I was excited when the Council was announced. I knew that ecumenical councils came around only about once a century, so it was historic. I was glad to have the Mass in English although displeased at the banality of the original ICEL translations. I was somewhat startled when we started singing Simon and Garfunkel songs before Mass, but all that craziness eventually passed; the translations now are better. The only remaining drawback is that several generations of Catholics were catechized in their Faith not at all.
 
I gave them a read, rest assured I am not trying to make a war or anything. I am just genuinely curious. I love the Latin Mass but regularly attend a NO. It is my sincere hope that this thread does not become a ground for arguments.

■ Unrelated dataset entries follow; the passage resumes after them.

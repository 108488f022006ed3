//! Replay a scripted drag session against recording doubles.

use std::{fs, sync::Arc};

use serde::Deserialize;
use tile_geom::Rect;
use tile_layout::LayoutStore;
use tile_snap::{
    Display, DragSnapController, InputEvent, Outcome, Settings, SnapKeyConfig, StaticDisplays,
    WindowId,
    test_support::{MockOverlay, MockWindowAccessor},
};
use tracing::info;

use crate::{
    cli::ReplayArgs,
    error::{Error, Result},
    inspect::CLI_DISPLAY,
};

/// One scripted action.
#[derive(Debug, Clone, Deserialize)]
pub enum Step {
    /// Feed an input event to the controller.
    Event(InputEvent),
    /// Move a window as the host would while the user drags it.
    MoveWindow(WindowId, Rect),
}

/// A replay script.
#[derive(Debug, Clone, Deserialize)]
#[serde(deny_unknown_fields)]
pub struct Script {
    /// Displays, primary first. Empty means the screen from the command line.
    #[serde(default)]
    pub displays: Vec<Display>,
    /// Window with keyboard focus.
    #[serde(default)]
    pub focused: Option<WindowId>,
    /// Windows in global top-left coordinates, bottom-most first.
    #[serde(default)]
    pub windows: Vec<(WindowId, Rect)>,
    /// Actions in order.
    pub steps: Vec<Step>,
}

impl Script {
    /// Parse a script from RON text.
    pub fn from_ron(text: &str) -> Result<Self> {
        Ok(ron::from_str(text)?)
    }
}

/// What a replay did.
#[derive(Debug)]
pub struct Report {
    /// Controller outcome for each `Event` step.
    pub outcomes: Vec<Outcome>,
    /// Frames applied to windows, in order.
    pub set_frames: Vec<(WindowId, Rect)>,
    /// Calls made on the overlay, in order.
    pub overlay_calls: Vec<String>,
}

/// Run `script` through a fresh controller.
pub fn replay(script: &Script, store: LayoutStore, settings: &Settings, fallback: Display) -> Report {
    let accessor = MockWindowAccessor::new();
    accessor.set_windows(script.windows.clone());
    accessor.set_focused(script.focused);
    let overlay = MockOverlay::new();
    let displays = if script.displays.is_empty() {
        StaticDisplays::new(vec![fallback])
    } else {
        StaticDisplays::new(script.displays.clone())
    };

    let mut ctl = DragSnapController::new(
        Arc::new(accessor.clone()),
        Arc::new(overlay.clone()),
        Arc::new(displays),
        Arc::new(store),
    )
    .with_keys(SnapKeyConfig::from_settings(settings))
    .with_drag_threshold(settings.drag_threshold);

    let mut outcomes = Vec::new();
    for step in &script.steps {
        match *step {
            Step::Event(ev) => outcomes.push(ctl.handle_event(ev)),
            Step::MoveWindow(id, frame) => accessor.move_window(id, frame),
        }
    }
    ctl.stop();

    Report {
        outcomes,
        set_frames: accessor.set_frames(),
        overlay_calls: overlay.calls(),
    }
}

/// `replay`: run a script file and print what happened.
pub fn run(store: LayoutStore, settings: &Settings, args: &ReplayArgs) -> Result<()> {
    let text = fs::read_to_string(&args.script).map_err(|source| Error::Read {
        path: args.script.clone(),
        source,
    })?;
    let script = Script::from_ron(&text)?;
    info!(steps = script.steps.len(), "replaying");
    let fallback = Display::new(CLI_DISPLAY, args.screen.screen());
    let report = replay(&script, store, settings, fallback);

    for (i, outcome) in report.outcomes.iter().enumerate() {
        println!("{i:>3}: {outcome:?}");
    }
    println!("overlay: {}", report.overlay_calls.join(" "));
    if report.set_frames.is_empty() {
        println!("no window moved");
    }
    for (id, f) in &report.set_frames {
        println!("window {id} -> ({}, {}, {}, {})", f.x, f.y, f.w, f.h);
    }
    Ok(())
}

#[cfg(test)]
mod tests {
    use tile_geom::Screen;

    use super::*;

    const DRAG: &str = include_str!("../scripts/drag.ron");

    fn fallback() -> Display {
        Display::new(
            CLI_DISPLAY,
            Screen::primary(
                Rect::new(0.0, 0.0, 1000.0, 800.0),
                Rect::new(0.0, 0.0, 1000.0, 800.0),
            ),
        )
    }

    #[test]
    fn bundled_script_snaps_across_top_row() {
        let script = Script::from_ron(DRAG).expect("script parses");
        let report = replay(
            &script,
            LayoutStore::with_defaults(),
            &Settings::default(),
            fallback(),
        );
        assert_eq!(report.outcomes.len(), 4);
        assert!(matches!(report.outcomes[0], Outcome::Armed));
        assert!(matches!(report.outcomes[1], Outcome::DragStarted));
        assert_eq!(
            report.set_frames,
            vec![(1, Rect::new(12.0, 12.0, 976.0, 382.0))]
        );
        assert_eq!(report.overlay_calls.first().map(String::as_str), Some("show"));
        assert_eq!(report.overlay_calls.last().map(String::as_str), Some("hide"));
    }

    #[test]
    fn other_snap_key_ignores_script() {
        let script = Script::from_ron(DRAG).expect("script parses");
        let settings = Settings {
            snap_key: "Control".into(),
            ..Settings::default()
        };
        let report = replay(&script, LayoutStore::with_defaults(), &settings, fallback());
        assert!(report.set_frames.is_empty());
        assert!(report.overlay_calls.is_empty());
    }

    #[test]
    fn unknown_script_fields_are_rejected() {
        assert!(matches!(
            Script::from_ron("(steps: [], extra: 1)"),
            Err(Error::Script(_))
        ));
    }
}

It starts with my first encounter with the EF just this last year. I am a college student who was (obviously) raised in post-concilar times. I fell in love with the Eucharist during my late high school years. As I learned more about the faith, I heard about the reverence displayed towards the Sacrament of the Eucharist at the EF and was drawn to attend one, which I did last October. I was stunned. Since then, I have learned more and more about the traditional Mass, and as I learned more, I learned that, if properly understood,** it was not as bad as everyone** had always described it to me. I was curious to see if older folks who grew up with it perceived it with the bad attitude that it often is portrayed with.
I’ve been somewhat involved in various capacities in several fairly large US Midwest parishes over these years and I have not encountered folks (actually no one that I can recall) who badmouth the Mass as it was in those days. I think many of us who remember those days do now have a personal preference for the OF in terms of our own spiritual benefit but that isn’t saying that there is/was something “bad” about the traditional Mass.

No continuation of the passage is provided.